Topiwala, Raj MPH1,2; Patel, Kanak MD1; Twigg, Joan RN1; Rhule, Jane RN1; Meisenberg, Barry MD1

doi: 10.1097/CCE.0000000000000046
Observational/Cohort Study

Objectives: To estimate performance characteristics and impact on care processes of a machine learning, early sepsis recognition tool embedded in the electronic medical record.

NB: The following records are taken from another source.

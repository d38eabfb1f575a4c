//! Convert RGB pixels to 8-bit luminance
//! Y = 0.299*R + 0.587*G + 0.114*B
//! Uses integer arithmetic: Y = (77*R + 150*G + 29*B + 128) >> 8

// Weights sum to 256 so pure white maps to 255 and pure black to 0
const COEF_R: u32 = 77;
const COEF_G: u32 = 150;
const COEF_B: u32 = 29;

/// Convert an interleaved RGB image to grayscale
pub fn rgb_to_grayscale(rgb: &[u8], width: usize, height: usize) -> Vec<u8> {
    let mut gray = vec![0u8; width * height];
    rgb_to_grayscale_into(rgb, &mut gray);
    gray
}

/// Convert RGB to grayscale into an existing buffer.
///
/// Converts `min(rgb.len() / 3, gray.len())` pixels.
pub fn rgb_to_grayscale_into(rgb: &[u8], gray: &mut [u8]) {
    for (px, out) in rgb.chunks_exact(3).zip(gray.iter_mut()) {
        *out = luma(px[0], px[1], px[2]);
    }
}

#[inline]
fn luma(r: u8, g: u8, b: u8) -> u8 {
    let lum = (COEF_R * r as u32 + COEF_G * g as u32 + COEF_B * b as u32 + 128) >> 8;
    lum.min(255) as u8
}

#[cfg(test)]
mod tests {
    use super::*;

    #[test]
    fn test_rgb_to_grayscale() {
        // Pure white
        let gray = rgb_to_grayscale(&[255, 255, 255], 1, 1);
        assert_eq!(gray[0], 255);

        // Pure black
        let gray = rgb_to_grayscale(&[0, 0, 0], 1, 1);
        assert_eq!(gray[0], 0);

        // Pure red
        let gray = rgb_to_grayscale(&[255, 0, 0], 1, 1);
        assert!(gray[0] > 70 && gray[0] < 80);

        // Pure green dominates
        let gray = rgb_to_grayscale(&[0, 255, 0], 1, 1);
        assert!(gray[0] > 140);

        // 2x2 image
        let img = vec![255, 0, 0, 0, 255, 0, 0, 0, 255, 255, 255, 255];
        let gray = rgb_to_grayscale(&img, 2, 2);
        assert_eq!(gray.len(), 4);
        assert_eq!(gray[3], 255);
    }

    #[test]
    fn test_gray_input_is_preserved() {
        for v in [0u8, 1, 17, 128, 200, 254, 255] {
            let gray = rgb_to_grayscale(&[v, v, v], 1, 1);
            assert_eq!(gray[0], v);
        }
    }

    #[test]
    fn test_short_input_leaves_tail_untouched() {
        let mut gray = vec![9u8; 3];
        rgb_to_grayscale_into(&[0, 0, 0, 255, 255, 255], &mut gray);
        assert_eq!(gray, vec![0, 255, 9]);
    }
}
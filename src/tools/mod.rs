use crate::detector::QrDetector;
use crate::models::{DecodeResult, Payload, PixelBuffer};
use crate::pipeline::DecodePipeline;
use crate::utils::binarization::DARK;
use rayon::prelude::*;
use std::env;
use std::fs;
use std::path::{Path, PathBuf};

/// Summary statistics for grayscale data.
#[derive(Debug, Clone, Copy, PartialEq, Eq)]
pub struct GrayStats {
    /// Minimum grayscale value.
    pub min: u8,
    /// Maximum grayscale value.
    pub max: u8,
    /// Average grayscale value.
    pub avg: u8,
}

/// Summary statistics for a binarized buffer.
#[derive(Debug, Clone, Copy)]
pub struct BinaryStats {
    /// Count of dark pixels.
    pub dark_pixels: usize,
    /// Total pixels in the buffer.
    pub total_pixels: usize,
    /// Ratio of dark pixels to total pixels.
    pub dark_ratio: f64,
}

/// Compute min/max/avg for grayscale values.
pub fn grayscale_stats(gray: &[u8]) -> GrayStats {
    let mut min = u8::MAX;
    let mut max = u8::MIN;
    let mut sum: u64 = 0;
    for &v in gray {
        min = min.min(v);
        max = max.max(v);
        sum += v as u64;
    }
    if gray.is_empty() {
        return GrayStats {
            min: 0,
            max: 0,
            avg: 0,
        };
    }
    GrayStats {
        min,
        max,
        avg: (sum / gray.len() as u64) as u8,
    }
}

/// Compute dark pixel stats for a binarized (0/255) buffer.
pub fn binary_stats(binary: &[u8]) -> BinaryStats {
    let dark = binary.iter().filter(|&&v| v == DARK).count();
    let total = binary.len();
    let ratio = if total == 0 {
        0.0
    } else {
        dark as f64 / total as f64
    };
    BinaryStats {
        dark_pixels: dark,
        total_pixels: total,
        dark_ratio: ratio,
    }
}

/// True when every pixel of a luma buffer is either black or white.
pub fn is_binary(buffer: &PixelBuffer) -> bool {
    matches!(buffer, PixelBuffer::Luma(_)) && buffer.as_raw().iter().all(|&v| v == 0 || v == 255)
}

/// Default dataset root from environment variables.
pub fn dataset_root_from_env() -> PathBuf {
    env::var("QR_DATASET_ROOT")
        .map(PathBuf::from)
        .unwrap_or_else(|_| PathBuf::from("benches/images"))
}

/// Default image limit from environment variables.
///
/// Returns `None` (full dataset) when `QR_BENCH_LIMIT` is unset or set to `0`.
pub fn bench_limit_from_env() -> Option<usize> {
    match env::var("QR_BENCH_LIMIT") {
        Ok(value) => value
            .trim()
            .parse::<usize>()
            .ok()
            .and_then(|v| if v == 0 { None } else { Some(v) }),
        Err(_) => None,
    }
}

/// Smoke test flag from environment variables.
pub fn smoke_from_env() -> bool {
    matches!(
        env::var("QR_SMOKE").as_deref(),
        Ok("1") | Ok("true") | Ok("TRUE") | Ok("yes") | Ok("YES")
    )
}

/// Iterate dataset image paths with optional smoke list and limit.
///
/// With `smoke` set, `_smoke.txt` under `root` lists the images to use (one
/// path per line, relative to `root`); missing or empty lists fall back to a
/// full directory walk.
pub fn dataset_iter<P: AsRef<Path>>(
    root: P,
    limit: Option<usize>,
    smoke: bool,
) -> impl Iterator<Item = PathBuf> {
    let root = root.as_ref();
    let mut images = if smoke {
        load_smoke_list(root).unwrap_or_else(|| collect_images(root))
    } else {
        collect_images(root)
    };

    images.sort();
    if let Some(limit) = limit {
        images.truncate(limit);
    }
    images.into_iter()
}

fn load_smoke_list(root: &Path) -> Option<Vec<PathBuf>> {
    let contents = fs::read_to_string(root.join("_smoke.txt")).ok()?;
    let paths: Vec<PathBuf> = contents
        .lines()
        .map(str::trim)
        .filter(|line| !line.is_empty() && !line.starts_with('#'))
        .map(|line| {
            let candidate = Path::new(line);
            if candidate.is_absolute() {
                candidate.to_path_buf()
            } else {
                root.join(candidate)
            }
        })
        .filter(|path| path.exists())
        .collect();
    if paths.is_empty() { None } else { Some(paths) }
}

fn collect_images(root: &Path) -> Vec<PathBuf> {
    let mut stack = vec![root.to_path_buf()];
    let mut images = Vec::new();

    while let Some(dir) = stack.pop() {
        let entries = match fs::read_dir(&dir) {
            Ok(entries) => entries,
            Err(_) => continue,
        };

        for entry in entries.flatten() {
            let path = entry.path();
            if path.is_dir() {
                stack.push(path);
                continue;
            }
            if let Some(ext) = path.extension() {
                let ext = ext.to_string_lossy().to_lowercase();
                if matches!(ext.as_str(), "png" | "jpg" | "jpeg" | "gif" | "bmp") {
                    images.push(path);
                }
            }
        }
    }

    images
}

/// Outcome of decoding one dataset file.
#[derive(Debug, Clone, PartialEq, Eq)]
pub enum FileOutcome {
    /// A payload was recovered
    Hit(Payload),
    /// The image loaded but no stage found a code
    Miss,
    /// The file could not be read or is not an image
    LoadFailed(String),
}

/// Read and decode every file in parallel. Outcomes keep input order and a
/// file that fails to load does not affect the others.
pub fn decode_files<D, P>(pipeline: &DecodePipeline<D>, paths: &[P]) -> Vec<FileOutcome>
where
    D: QrDetector + Sync,
    P: AsRef<Path> + Sync,
{
    paths
        .par_iter()
        .map(|path| {
            let bytes = match fs::read(path.as_ref()) {
                Ok(bytes) => bytes,
                Err(err) => return FileOutcome::LoadFailed(err.to_string()),
            };
            match pipeline.decode(&bytes) {
                Ok(DecodeResult::Found(payload)) => FileOutcome::Hit(payload),
                Ok(DecodeResult::NotFound) => FileOutcome::Miss,
                Err(err) => FileOutcome::LoadFailed(err.to_string()),
            }
        })
        .collect()
}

Design: Retrospective review of electronic medical records and outcomes to determine sepsis prevalence among patients about whom a warning was received in real time and timing of that warning compared with clinician recognition of potential sepsis as determined by actions documented in the electronic medical record.

Setting: Acute care, nonteaching hospital.

Patients: Patients in the emergency department, observation unit, and adult inpatient care units who had sepsis diagnosed either by clinical codes or by Center for Medicare and Medicaid Services Severe Sepsis and Septic Shock: Management Bundle (SEP-1) criteria for severe sepsis and patients who had machine learning–generated advisories about a high risk of sepsis.

Interventions: Noninterventional study.

Measurements and Main Results: Using two different definitions of sepsis as “true” sepsis, we measured the sensitivity and early warning clinical utility. Using coded sepsis to define true positives, we measured the positive predictive value of the early warnings. Sensitivity was 28.6% and 43.6% for coded sepsis and severe sepsis, respectively. The positive predictive value of an alert was 37.9% for coded sepsis. Clinical utility (true positive and earlier advisory than clinical recognition) was 2.2% and 1.6% for the two different definitions of sepsis. Use of the tool did not improve sepsis mortality rates.

Conclusions: Performance characteristics were different than previously described in this retrospective assessment of real-time warnings. Real-world testing of retrospectively validated models is essential. The early warning clinical utility may vary depending on a hospital’s state of sepsis readiness and embrace of sepsis order bundles.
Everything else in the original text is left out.